> Required action:
Beginning with the line that contains "let trimmed = line.trim();", copy each remaining line of the data below exactly.

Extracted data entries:
—————

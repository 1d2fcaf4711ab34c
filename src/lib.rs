//! Wordle Game
//!
//! A terminal word-guessing game with duplicate-safe scoring, hints and
//! session statistics.
//!
//! # Quick Start
//!
//! ```rust
//! use wordle_game::core::Word;
//! use wordle_game::game::{Round, RoundStatus};
//!
//! let mut round = Round::new(Word::new("crane").unwrap(), 6);
//!
//! // Malformed input is rejected without using an attempt
//! assert!(round.submit_guess("cr4ne").is_err());
//! assert_eq!(round.attempts_made(), 0);
//!
//! let result = round.submit_guess("crane").unwrap();
//! assert!(result.is_all_exact());
//! assert_eq!(round.status(), RoundStatus::Won);
//! ```

// Core domain types
pub mod core;

// Round state machine, hints and statistics
pub mod game;

// Word banks and target selection
pub mod wordlists;

// Persisted round history
pub mod history;

// Command implementations
pub mod commands;

// Terminal output formatting
pub mod output;

pub mod config;
pub mod error;
//! Word list loading utilities
//!
//! Line-oriented files: one entry per line, surrounding whitespace ignored,
//! blank lines skipped.

use crate::core::Word;
use std::fs;
use std::io;
use std::path::Path;

/// Load words from a file
///
/// Entries that are not valid words are skipped. When `length` is given,
/// words of any other length are skipped too.
///
/// # Errors
///
/// Returns an I/O error if the file cannot be read or opened.
///
/// # Examples
/// ```no_run
/// use wordle_game::wordlists::loader::load_words;
///
/// let words = load_words("word-bank/target_words.txt", Some(5)).unwrap();
/// println!("Loaded {} words", words.len());
/// ```
pub fn load_words<P: AsRef<Path>>(path: P, length: Option<usize>) -> io::Result<Vec<Word>> {
    let path = path.as_ref();
    let content = fs::read_to_string(path)?;
    let words = parse_words(&content, length);
    log::debug!("loaded {} words from {}", words.len(), path.display());
    Ok(words)
}

/// Load the non-blank lines of a file, trimmed
///
/// # Errors
///
/// Returns an I/O error if the file cannot be read or opened.
pub fn load_lines<P: AsRef<Path>>(path: P) -> io::Result<Vec<String>> {
    let content = fs::read_to_string(path)?;
    Ok(content
        .lines()
        .map(str::trim)
        .filter(|line| !line.is_empty())
        .map(str::to_string)
        .collect())
}

fn parse_words(content: &str, length: Option<usize>) -> Vec<Word> {
    content
        .lines()
        .filter_map(|line| {
            let trimmed = line.trim();
            if trimmed.is_empty() {
                return None;
            }
            match length {
                Some(len) => Word::with_length(trimmed, len).ok(),
                None => Word::new(trimmed).ok(),
            }
        })
        .collect()
}

/// Convert an embedded string slice to Words, optionally pinned to a length
///
/// # Examples
/// ```
/// use wordle_game::wordlists::loader::words_of_length;
/// use wordle_game::wordlists::TARGETS;
///
/// let words = words_of_length(TARGETS, Some(5));
/// assert_eq!(words.len(), TARGETS.len());
/// ```
#[must_use]
pub fn words_of_length(slice: &[&str], length: Option<usize>) -> Vec<Word> {
    slice
        .iter()
        .filter_map(|&s| match length {
            Some(len) => Word::with_length(s, len).ok(),
            None => Word::new(s).ok(),
        })
        .collect()
}

/// Convert an embedded string slice to Words of any length
#[must_use]
pub fn words_from_slice(slice: &[&str]) -> Vec<Word> {
    words_of_length(slice, None)
}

—————

> Exercise response:
            let trimmed = line.trim();
            if trimmed.is_empty() {
                return None;
            }
            match length {
                Some(len) => Word::with_length(trimmed, len).ok(),
                None => Word::new(trimmed).ok(),
            }
        })
        .collect()
}

/// Convert an embedded string slice to Words, optionally pinned to a length
///
/// # Examples
/// ```
/// use wordle_game::wordlists::loader::words_of_length;
/// use wordle_game::wordlists::TARGETS;
///
/// let words = words_of_length(TARGETS, Some(5));
/// assert_eq!(words.len(), TARGETS.len());
/// ```
#[must_use]
pub fn words_of_length(slice: &[&str], length: Option<usize>) -> Vec<Word> {
    slice
        .iter()
        .filter_map(|&s| match length {
            Some(len) => Word::with_length(s, len).ok(),
            None => Word::new(s).ok(),
        })
        .collect()
}

/// Convert an embedded string slice to Words of any length
#[must_use]
pub fn words_from_slice(slice: &[&str]) -> Vec<Word> {
    words_of_length(slice, None)
}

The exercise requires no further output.